Dostadning-a Sweedish hybrid of the words for death and cleaning
This movement started in Sweden and has moved to the USA. Hopefully, it will catch on here in Canada. As a death doula, I love this promotion of the death positive movement.
A new book called The Gentle Art of Swedish Death Cleaning by author Margareta Magnusson is available through Amazon and other fine retailers.
“Death cleaning” has benefits for those who are doing the cleaning as well as those on the receiving end of the items gleaned from this ritual. The idea is not quite like any deep cleaning and organizing one might do on a seasonal (think spring cleaning) basis. Spring cleaning tends to be fast and furious. Death cleaning, however, is a continuous, gentle process and ends at death.
“The difference between death cleaning and just a big cleanup is the amount of time they consume,” Magnusson explains. “Death cleaning is not about dusting or mopping up, it is about a permanent form of organization that makes your everyday life run more smoothly.”
In the decluttering process, you systematically go through your house and decide what things you want to keep, what things need to be discarded, what things can be sold, what things can be regifted (don’t we all have a stash somewhere of unwanted gifts?) and what things can be donated to charity. The one difference is that you regularly give the smaller things you want your friends and families to have so that they can enjoy them now.

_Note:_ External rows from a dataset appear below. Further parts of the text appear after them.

impl TableConfigRepository {
    pub fn new(db: Arc<DatabaseConnection>) -> Self {
        Self { db }
    }

    pub async fn create(&self, input: NewTableConfig) -> RepositoryResult<table_config::Model> {
        let config_name = required("config_name", &input.config_name)?;
        let table_name = table_identifier(&input.table_name)?;
        let page_size = bounded("page_size", input.page_size.unwrap_or(DEFAULT_PAGE_SIZE))?;
        let batch_size = bounded("batch_size", input.batch_size.unwrap_or(DEFAULT_BATCH_SIZE))?;
        self.check_connection(input.source_connection_id, Direction::Source)
            .await?;
        self.check_connection(input.destination_connection_id, Direction::Destination)
            .await?;

        let id = Uuid::new_v4();
        let now = Utc::now().fixed_offset();
        let active = table_config::ActiveModel {
            id: Set(id),
            config_name: Set(config_name),
            table_name: Set(table_name),
            title: Set(non_blank(input.title)),
            source_connection_id: Set(input.source_connection_id),
            destination_connection_id: Set(input.destination_connection_id),
            page_size: Set(page_size),
            batch_size: Set(batch_size),
            active: Set(input.active.unwrap_or(true)),
            created_at: Set(now),
            updated_at: Set(now),
        };
        active.insert(&*self.db).await?;

        self.get(id).await
    }

    pub async fn update(
        &self,
        id: Uuid,
        changes: TableConfigChanges,
    ) -> RepositoryResult<table_config::Model> {
        let existing = self.get(id).await?;
        let mut model: table_config::ActiveModel = existing.into();

        if let Some(name) = changes.config_name {
            model.config_name = Set(required("config_name", &name)?);
        }
        if let Some(table_name) = changes.table_name {
            model.table_name = Set(table_identifier(&table_name)?);
        }
        if let Some(title) = changes.title {
            model.title = Set(non_blank(Some(title)));
        }
        if let Some(source) = changes.source_connection_id {
            self.check_connection(source, Direction::Source).await?;
            model.source_connection_id = Set(source);
        }
        if let Some(destination) = changes.destination_connection_id {
            self.check_connection(destination, Direction::Destination)
                .await?;
            model.destination_connection_id = Set(destination);
        }
        if let Some(page_size) = changes.page_size {
            model.page_size = Set(bounded("page_size", page_size)?);
        }
        if let Some(batch_size) = changes.batch_size {
            model.batch_size = Set(bounded("batch_size", batch_size)?);
        }
        if let Some(active) = changes.active {
            model.active = Set(active);
        }
        model.updated_at = Set(Utc::now().fixed_offset());

        model.update(&*self.db).await?;
        self.get(id).await
    }

    pub async fn find(&self, id: Uuid) -> RepositoryResult<Option<table_config::Model>> {
        Ok(TableConfig::find_by_id(id).one(&*self.db).await?)
    }

    pub async fn get(&self, id: Uuid) -> RepositoryResult<table_config::Model> {
        self.find(id)
            .await?
            .ok_or_else(|| RepositoryError::not_found("table configuration", id))
    }

    pub async fn list(&self) -> RepositoryResult<Vec<table_config::Model>> {
        Ok(TableConfig::find()
            .order_by_asc(table_config::Column::ConfigName)
            .all(&*self.db)
            .await?)
    }

    /// Deletes a configuration and its columns; run history is kept
    pub async fn delete(&self, id: Uuid) -> RepositoryResult<()> {
        self.get(id).await?;

        let txn = self.db.begin().await?;
        TableColumn::delete_many()
            .filter(table_column::Column::TableConfigId.eq(id))
            .exec(&txn)
            .await?;
        TableConfig::delete_by_id(id).exec(&txn).await?;
        txn.commit().await?;

        tracing::info!(table_config_id = %id, "Deleted table configuration");
        Ok(())
    }

    /// Duplicates a configuration and its columns under a new name
    pub async fn copy(&self, id: Uuid, new_name: &str) -> RepositoryResult<table_config::Model> {
        let source = self.get(id).await?;
        let columns = self.list_columns(id).await?;
        let config_name = required("config_name", new_name)?;

        let copy_id = Uuid::new_v4();
        let now = Utc::now().fixed_offset();

        let txn = self.db.begin().await?;
        table_config::ActiveModel {
            id: Set(copy_id),
            config_name: Set(config_name),
            table_name: Set(source.table_name),
            title: Set(source.title),
            source_connection_id: Set(source.source_connection_id),
            destination_connection_id: Set(source.destination_connection_id),
            page_size: Set(source.page_size),
            batch_size: Set(source.batch_size),
            active: Set(source.active),
            created_at: Set(now),
            updated_at: Set(now),
        }
        .insert(&txn)
        .await?;

        for column in columns {
            table_column::ActiveModel {
                id: Set(Uuid::new_v4()),
                table_config_id: Set(copy_id),
                column_name: Set(column.column_name),
                data_type: Set(column.data_type),
                active: Set(column.active),
                is_primary_key: Set(column.is_primary_key),
                position: Set(column.position),
                created_at: Set(now),
                updated_at: Set(now),
            }
            .insert(&txn)
            .await?;
        }
        txn.commit().await?;

        self.get(copy_id).await
    }

    /// Columns of a configuration in declaration order
    pub async fn list_columns(&self, table_id: Uuid) -> RepositoryResult<Vec<table_column::Model>> {
        columns_of(&*self.db, table_id).await
    }

    /// Active columns of a configuration in declaration order
    pub async fn active_columns(
        &self,
        table_id: Uuid,
    ) -> RepositoryResult<Vec<table_column::Model>> {
        Ok(self
            .list_columns(table_id)
            .await?
            .into_iter()
            .filter(|c| c.active)
            .collect())
    }

    pub async fn add_column(
        &self,
        table_id: Uuid,
        draft: ColumnDraft,
    ) -> RepositoryResult<table_column::Model> {
        self.get(table_id).await?;
        let column_name = column_identifier(&draft.column_name)?;
        let position = next_position(&*self.db, table_id).await?;
        let now = Utc::now().fixed_offset();

        let id = Uuid::new_v4();
        table_column::ActiveModel {
            id: Set(id),
            table_config_id: Set(table_id),
            column_name: Set(column_name),
            data_type: Set(normalize_type(draft.data_type.as_deref())),
            active: Set(draft.active.unwrap_or(true)),
            is_primary_key: Set(draft.is_primary_key.unwrap_or(false)),
            position: Set(position),
            created_at: Set(now),
            updated_at: Set(now),
        }
        .insert(&*self.db)
        .await?;

        self.get_column(table_id, id).await
    }

    pub async fn update_column(
        &self,
        table_id: Uuid,
        column_id: Uuid,
        draft: ColumnDraft,
    ) -> RepositoryResult<table_column::Model> {
        let existing = self.get_column(table_id, column_id).await?;
        let mut model: table_column::ActiveModel = existing.into();

        model.column_name = Set(column_identifier(&draft.column_name)?);
        if let Some(data_type) = draft.data_type.as_deref() {
            model.data_type = Set(normalize_type(Some(data_type)));
        }
        if let Some(active) = draft.active {
            model.active = Set(active);
        }
        if let Some(pk) = draft.is_primary_key {
            model.is_primary_key = Set(pk);
        }
        model.updated_at = Set(Utc::now().fixed_offset());
        model.update(&*self.db).await?;

        self.get_column(table_id, column_id).await
    }

    pub async fn delete_column(&self, table_id: Uuid, column_id: Uuid) -> RepositoryResult<()> {
        self.get_column(table_id, column_id).await?;
        TableColumn::delete_by_id(column_id).exec(&*self.db).await?;
        Ok(())
    }

    /// Applies flag changes to several columns atomically
    pub async fn bulk_update_flags(
        &self,
        table_id: Uuid,
        updates: Vec<ColumnFlagUpdate>,
    ) -> RepositoryResult<Vec<table_column::Model>> {
        self.get(table_id).await?;
        let now = Utc::now().fixed_offset();

        let txn = self.db.begin().await?;
        for update in updates {
            let existing = TableColumn::find_by_id(update.id)
                .filter(table_column::Column::TableConfigId.eq(table_id))
                .one(&txn)
                .await?
                .ok_or_else(|| RepositoryError::not_found("column", update.id))?;

            let mut model: table_column::ActiveModel = existing.into();
            if let Some(active) = update.active {
                model.active = Set(active);
            }
            if let Some(pk) = update.is_primary_key {
                model.is_primary_key = Set(pk);
            }
            model.updated_at = Set(now);
            model.update(&txn).await?;
        }
        txn.commit().await?;

        self.list_columns(table_id).await
    }

    /// Updates columns matched by name and inserts the rest
    pub async fn upsert_columns(
        &self,
        table_id: Uuid,
        drafts: Vec<ColumnDraft>,
    ) -> RepositoryResult<ColumnUpsertSummary> {
        self.get(table_id).await?;

        let mut seen = HashSet::new();
        for draft in &drafts {
            let name = column_identifier(&draft.column_name)?;
            if !seen.insert(name.clone()) {
                return Err(RepositoryError::invalid(
                    "column_name",
                    format!("column '{}' appears more than once", name),
                ));
            }
        }

        let now = Utc::now().fixed_offset();
        let mut summary = ColumnUpsertSummary {
            created: 0,
            updated: 0,
        };

        let txn = self.db.begin().await?;
        let existing = columns_of(&txn, table_id).await?;
        let mut position = existing.iter().map(|c| c.position).max().unwrap_or(0);

        for draft in drafts {
            let name = draft.column_name.trim().to_string();
            match existing.iter().find(|c| c.column_name == name) {
                Some(column) => {
                    let mut model: table_column::ActiveModel = column.clone().into();
                    if let Some(data_type) = draft.data_type.as_deref() {
                        model.data_type = Set(normalize_type(Some(data_type)));
                    }
                    if let Some(active) = draft.active {
                        model.active = Set(active);
                    }
                    if let Some(pk) = draft.is_primary_key {
                        model.is_primary_key = Set(pk);
                    }
                    model.updated_at = Set(now);
                    model.update(&txn).await?;
                    summary.updated += 1;
                }
                None => {
                    position += 1;
                    table_column::ActiveModel {
                        id: Set(Uuid::new_v4()),
                        table_config_id: Set(table_id),
                        column_name: Set(name),
                        data_type: Set(normalize_type(draft.data_type.as_deref())),
                        active: Set(draft.active.unwrap_or(true)),
                        is_primary_key: Set(draft.is_primary_key.unwrap_or(false)),
                        position: Set(position),
                        created_at: Set(now),
                        updated_at: Set(now),
                    }
                    .insert(&txn)
                    .await?;
                    summary.created += 1;
                }
            }
        }
        txn.commit().await?;

        Ok(summary)
    }

    async fn get_column(
        &self,
        table_id: Uuid,
        column_id: Uuid,
    ) -> RepositoryResult<table_column::Model> {
        TableColumn::find_by_id(column_id)
            .filter(table_column::Column::TableConfigId.eq(table_id))
            .one(&*self.db)
            .await?
            .ok_or_else(|| RepositoryError::not_found("column", column_id))
    }

    async fn check_connection(&self, id: Uuid, direction: Direction) -> RepositoryResult<()> {
        let field = match direction {
            Direction::Source => "source_connection_id",
            Direction::Destination => "destination_connection_id",
        };
        let found = Connection::find_by_id(id)
            .filter(connection::Column::Direction.eq(direction))
            .one(&*self.db)
            .await?;
        if found.is_none() {
            return Err(RepositoryError::invalid(
                field,
                format!("no {:?} connection with id {}", direction, id).to_lowercase(),
            ));
        }
        Ok(())
    }
}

The larger, more valuable and heirloom items of course should still have clear directions left for them in a will to be dispersed after your death.
Throughout the process you appreciate each object before you get rid of it. Another important caveat is to have a separate, but manageable, keepsake box that houses sentimental things to you but can be discarded after you die. This box doesn’t need to be even looked at by those cleaning out the house after your death. Labelling it clearly “throw away when I die” is a suggestion made in the book for these non-monetary items.
So, you are probably thinking this sounds like downsizing that may naturally occur as living situations change as people age. True. The process does benefit those loved ones left behind so there is less for them to sort after a death. The author suggests that anyone over the age of 50 should engage in this practice as a necessity, but also sees the value in younger people getting into this habit of decluttering. It can be emotionally challenging to do this “life review” so the author also makes a case for rewarding yourself after each stage of the process (and for starting small) and to do it in an ongoing basis.
For those on the receiving end, it leads to less emotional trauma and less financial burden (e.g., storage fees, loss time from work having to sort through a huge mess, estate sale auction fees, etc.).
Think of the process as “life enhancing”.